DIRECTIONS FOR THIS TASK ▸ Check every line of the entries for the string "TurnContext" and return the ones that contain it.

DATA UNDER STUDY ▸
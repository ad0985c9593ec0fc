use serde::{Deserialize, Serialize};

use crate::TurnContext;

/// An outbound conversation turn.
#[derive(Clone, Debug, PartialEq, Serialize, Deserialize)]
pub struct TurnRequest {
    /// Identifier of the conversation this turn belongs to.
    pub session_id: String,
    /// The user's message text for this turn.
    pub user_text: String,
    /// Collaborator-supplied context, forwarded verbatim.
    #[serde(default)]
    pub context: TurnContext,
}
use std::fmt::Debug;
use std::sync::{Arc, Weak};

use tokio::sync::mpsc;

use crate::{Actor, MailboxClosed};

/// The message that an actor can handle.
pub trait Message<S>: Send + Debug + 'static {
    /// Handles the message with mutable access to the actor's state.
    ///
    /// `handle` addresses the running actor itself, so handlers can
    /// enqueue follow-up messages from tasks they spawn.
    fn handle(self, state: &mut S, handle: &Actor<S>);
}

/// Object-safe view of [`Message`] for queueing.
pub(crate) trait DynMessage<S>: Send + Debug {
    fn dispatch(self: Box<Self>, state: &mut S, handle: &Actor<S>);
}

impl<S, M: Message<S>> DynMessage<S> for M {
    #[inline]
    fn dispatch(self: Box<Self>, state: &mut S, handle: &Actor<S>) {
        (*self).handle(state, handle)
    }
}

pub(crate) struct Mailbox<S> {
    msg_tx: mpsc::UnboundedSender<Box<dyn DynMessage<S>>>,
}

impl<S: Send + 'static> Mailbox<S> {
    #[inline]
    pub(crate) fn new() -> (
        Arc<Self>,
        mpsc::UnboundedReceiver<Box<dyn DynMessage<S>>>,
    ) {
        let (msg_tx, msg_rx) = mpsc::unbounded_channel();
        (Arc::new(Mailbox { msg_tx }), msg_rx)
    }

    #[inline]
    pub(crate) fn send(
        &self,
        msg: Box<dyn DynMessage<S>>,
    ) -> Result<(), MailboxClosed> {
        self.msg_tx.send(msg).map_err(|_| MailboxClosed)
    }
}

/// Drains the mailbox until every handle to the actor is gone.
///
/// The loop holds only a weak reference to the mailbox. Once all
/// strong handles (including clones captured by in-flight tasks) are
/// dropped, the sender side closes and the loop stops.
pub(crate) async fn run<S: Send + 'static>(
    mailbox: Weak<Mailbox<S>>,
    mut state: S,
    mut msg_rx: mpsc::UnboundedReceiver<Box<dyn DynMessage<S>>>,
) {
    debug!("the actor started");

    while let Some(msg) = msg_rx.recv().await {
        trace!("received message: {msg:?}");
        let Some(mailbox) = mailbox.upgrade() else {
            warn!("every handle is gone, the message will not be handled");
            break;
        };
        let handle = Actor::from_mailbox(mailbox);
        trace_span!("handle message")
            .in_scope(|| msg.dispatch(&mut state, &handle));
    }

    debug!("the actor is stopping");
}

WRITTEN ANSWER ▸
use crate::TurnContext;
    pub context: TurnContext,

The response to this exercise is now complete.